::: DATA EXTRACT
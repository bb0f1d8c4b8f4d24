// Copyright (C) 2025 SyncMyOrders Sp. z o.o.
// SPDX-License-Identifier: AGPL-3.0-or-later
//! Error types for fncloud-core.
//!
//! Every variant carries owned strings only so that a failure captured by the
//! deployment manager can be handed to every caller waiting on the same
//! function.

use std::time::Duration;

use thiserror::Error;

use crate::registry::TokenScope;

/// Errors surfaced by the URL-retrieval and remote-invocation paths.
#[derive(Debug, Clone, Error, PartialEq, Eq)]
#[non_exhaustive]
pub enum Error {
    /// Configuration loading failed.
    #[error("configuration error: {0}")]
    Config(String),

    /// Static or fallback dependency analysis failed, or stayed ambiguous
    /// with no safe default.
    #[error("dependency resolution failed: {0}")]
    Resolution(String),

    /// The external language-model service could not be reached.
    #[error("dependency analysis unavailable: {0}")]
    AnalysisUnavailable(String),

    /// The language-model service answered with unparseable or unsafe content.
    #[error("dependency analysis returned invalid content: {0}")]
    AnalysisInvalid(String),

    /// The backend rejected or failed the build. The cause is kept verbatim.
    #[error("deployment of {identity} failed: {cause}")]
    DeploymentFailed {
        /// Identity of the function whose deployment failed.
        identity: String,
        /// Cause reported by the backend.
        cause: String,
    },

    /// The function source changed since its last successful deployment.
    #[error("function {function} changed since its last deployment; redeploy required")]
    Stale {
        /// Qualified name of the function.
        function: String,
    },

    /// The function has no active deployment.
    #[error("function {0} is not deployed")]
    NotDeployed(String),

    /// Instance state could not be captured or restored.
    #[error("instance state is not serializable: {0}")]
    NotSerializable(String),

    /// The token is unknown, superseded or revoked.
    #[error("token not found")]
    TokenNotFound,

    /// The token expired.
    #[error("token expired")]
    TokenExpired,

    /// The token does not carry the scope the operation requires.
    #[error("insufficient token scope: {required} required, {actual} presented")]
    InsufficientScope {
        /// Scope the operation requires.
        required: TokenScope,
        /// Scope of the presented token.
        actual: TokenScope,
    },

    /// A network boundary exceeded its deadline.
    #[error("{operation} timed out after {}ms", .after.as_millis())]
    Timeout {
        /// The operation that timed out.
        operation: String,
        /// The deadline that was exceeded.
        after: Duration,
    },

    /// The caller cancelled the operation.
    #[error("operation cancelled")]
    Cancelled,

    /// The remote invocation failed after the function was deployed.
    #[error("remote invocation failed: {0}")]
    Invocation(String),
}

impl Error {
    /// Build a [`Error::Timeout`] for the named operation.
    pub fn timeout(operation: impl Into<String>, after: Duration) -> Self {
        Self::Timeout {
            operation: operation.into(),
            after,
        }
    }

    /// Short stable code, used in logs and by the dashboard.
    pub fn error_code(&self) -> &'static str {
        match self {
            Self::Config(_) => "CONFIG",
            Self::Resolution(_) => "RESOLUTION_ERROR",
            Self::AnalysisUnavailable(_) => "ANALYSIS_UNAVAILABLE",
            Self::AnalysisInvalid(_) => "ANALYSIS_INVALID",
            Self::DeploymentFailed { .. } => "DEPLOYMENT_FAILED",
            Self::Stale { .. } => "STALE",
            Self::NotDeployed(_) => "NOT_DEPLOYED",
            Self::NotSerializable(_) => "NOT_SERIALIZABLE",
            Self::TokenNotFound => "TOKEN_NOT_FOUND",
            Self::TokenExpired => "TOKEN_EXPIRED",
            Self::InsufficientScope { .. } => "INSUFFICIENT_SCOPE",
            Self::Timeout { .. } => "TIMEOUT",
            Self::Cancelled => "CANCELLED",
            Self::Invocation(_) => "INVOCATION_FAILED",
        }
    }

    /// Whether this is a token error. Token errors always deny.
    pub fn is_auth_error(&self) -> bool {
        matches!(
            self,
            Self::TokenNotFound | Self::TokenExpired | Self::InsufficientScope { .. }
        )
    }
}

impl From<crate::config::ConfigError> for Error {
    fn from(err: crate::config::ConfigError) -> Self {
        Error::Config(err.to_string())
    }
}

/// Result type using the fncloud [`Error`].
pub type Result<T> = std::result::Result<T, Error>;

#[cfg(test)]
mod tests {
    use super::*;

    #[test]
    fn test_timeout_display() {
        let err = Error::timeout("backend build", Duration::from_millis(1500));
        assert_eq!(err.to_string(), "backend build timed out after 1500ms");
        assert_eq!(err.error_code(), "TIMEOUT");
    }

    #[test]
    fn test_scope_display() {
        let err = Error::InsufficientScope {
            required: TokenScope::Deploy,
            actual: TokenScope::Invoke,
        };
        assert!(err.to_string().contains("deploy required"));
        assert!(err.to_string().contains("invoke presented"));
        assert!(err.is_auth_error());
    }

    #[test]
    fn test_deployment_failed_keeps_cause_verbatim() {
        let err = Error::DeploymentFailed {
            identity: "abc123".to_string(),
            cause: "image build exited with code 2: missing libssl".to_string(),
        };
        assert!(
            err.to_string()
                .ends_with("image build exited with code 2: missing libssl")
        );
        assert!(!err.is_auth_error());
    }

    #[test]
    fn test_errors_are_cloneable_for_waiters() {
        let err = Error::Cancelled;
        let replay = err.clone();
        assert_eq!(err, replay);
    }
}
::::::
Only one number is wanted: how many lines of the data above include the word "operation".

TASK RESPONSE —
10